Web Scraping Best Practices: Rate Limiting, Pagination, and Error Handling
Web scraping sounds simple in theory. Send an HTTP request, parse the HTML, extract the data. In practice, any scraper that needs to run reliably at scale quickly turns into an engineering project — rate limiting, pagination, error recovery, proxy management, and constant maintenance when the target site changes its markup.
This guide covers the essential patterns that separate hobby scrapers from production-grade data collection. Whether you're building your own scraper or evaluating whether a managed API makes more sense, these fundamentals apply.
Rate Limiting: Don't Get Banned
The fastest way to get blocked is to hammer a website with requests.

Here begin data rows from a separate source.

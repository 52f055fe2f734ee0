use std::time::Duration;

/// How long to wait between fetch attempts and when to give up.
///
/// `backoff == 1.0` with `max_attempts == None` is the fixed-delay,
/// retry-forever mode the checker ships with.
#[derive(Debug, Clone, PartialEq)]
pub struct RetryPolicy {
    pub base_delay: Duration,
    pub backoff: f64,
    pub max_delay: Duration,
    pub max_attempts: Option<u32>,
}

impl Default for RetryPolicy {
    fn default() -> Self {
        Self {
            base_delay: Duration::from_secs(3),
            backoff: 1.0,
            max_delay: Duration::from_secs(120),
            max_attempts: None,
        }
    }
}

impl RetryPolicy {
    /// Delay to sleep after the given failed attempt (1-based).
    pub fn delay_for(&self, attempt: u32) -> Duration {
        let exp = attempt.saturating_sub(1).min(63) as i32;
        let secs = self.base_delay.as_secs_f64() * self.backoff.powi(exp);
        let capped = secs.min(self.max_delay.as_secs_f64());
        if self.backoff > 1.0 {
            Duration::try_from_secs_f64(capped).unwrap_or(self.max_delay)
        } else {
            self.base_delay
        }
    }

    /// True once `attempts` failures have used up the ceiling.
    pub fn exhausted(&self, attempts: u32) -> bool {
        matches!(self.max_attempts, Some(max) if attempts >= max)
    }
}

#[cfg(test)]
mod tests {
    use super::*;

    #[test]
    fn default_is_fixed_and_unbounded() {
        let p = RetryPolicy::default();
        assert_eq!(p.delay_for(1), Duration::from_secs(3));
        assert_eq!(p.delay_for(50), Duration::from_secs(3));
        assert!(!p.exhausted(u32::MAX));
    }

    #[test]
    fn backoff_doubles_then_caps() {
        let p = RetryPolicy {
            base_delay: Duration::from_secs(2),
            backoff: 2.0,
            max_delay: Duration::from_secs(10),
            max_attempts: Some(4),
        };
        assert_eq!(p.delay_for(1), Duration::from_secs(2));
        assert_eq!(p.delay_for(2), Duration::from_secs(4));
        assert_eq!(p.delay_for(3), Duration::from_secs(8));
        assert_eq!(p.delay_for(4), Duration::from_secs(10));
        assert!(!p.exhausted(3));
        assert!(p.exhausted(4));
    }

    #[test]
    fn huge_cap_does_not_overflow() {
        let p = RetryPolicy {
            base_delay: Duration::from_secs(3),
            backoff: 2.0,
            max_delay: Duration::from_secs(u64::MAX),
            max_attempts: None,
        };
        assert_eq!(p.delay_for(100), Duration::from_secs(u64::MAX));
        assert_eq!(p.delay_for(2), Duration::from_secs(6));
    }
}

Every production scraper needs rate limiting, and the approach matters more than you'd think.
Fixed-Interval Rate Limiting
The simplest approach: wait a fixed amount of time between requests.
async function fetchWithDelay(
urls: string[],
delayMs: number = 1000
): Promise<Response[]> {
const results: Response[] = [];
for (const url of urls) {
const response = await fetch(url);
results.push(response);
await new Promise((resolve) => setTimeout(resolve, delayMs));
}
return results;
}
This works for small-scale scraping, but it's inefficient. You wait 1 second even when the server can handle faster requests, and you don't slow down when the server is struggling.
Adaptive Rate Limiting
A smarter approach adjusts the delay based on server response signals:
class AdaptiveRateLimiter {
private delay: number;
private readonly minDelay: number;
private readonly maxDelay: number;
constructor(initialDelay = 1000, minDelay = 200, maxDelay = 30000) {
this.delay = initialDelay;
this.minDelay = minDelay;
this.maxDelay = maxDelay;
}
async wait(): Promise<void> {
await new Promise((resolve) => setTimeout(resolve, this.delay));
}
onSuccess(): void {
// Gradually speed up on success
this.delay = Math.max(this.minDelay, this.delay * 0.9);
}
onRateLimit(): void {
// Double the delay on rate limit
this.delay = Math.min(this.maxDelay, this.delay * 2);
}
onError(): void {
// Increase delay on errors
this.delay = Math.min(this.maxDelay, this.delay * 1.5);
}
}
When you get a 200 response, gradually speed up. When you get a 429 (Too Many Requests) or server error, back off aggressively. This naturally finds the maximum throughput the server will tolerate.
Respecting robots.txt
Before scraping any site, check its robots.txt. It specifies which paths are off-limits and often includes a Crawl-delay directive:
User-agent: *
Crawl-delay: 10
Disallow: /private/
Ignoring robots.txt won't just get you blocked — it can have legal implications. If a site says don't scrape it, don't scrape it.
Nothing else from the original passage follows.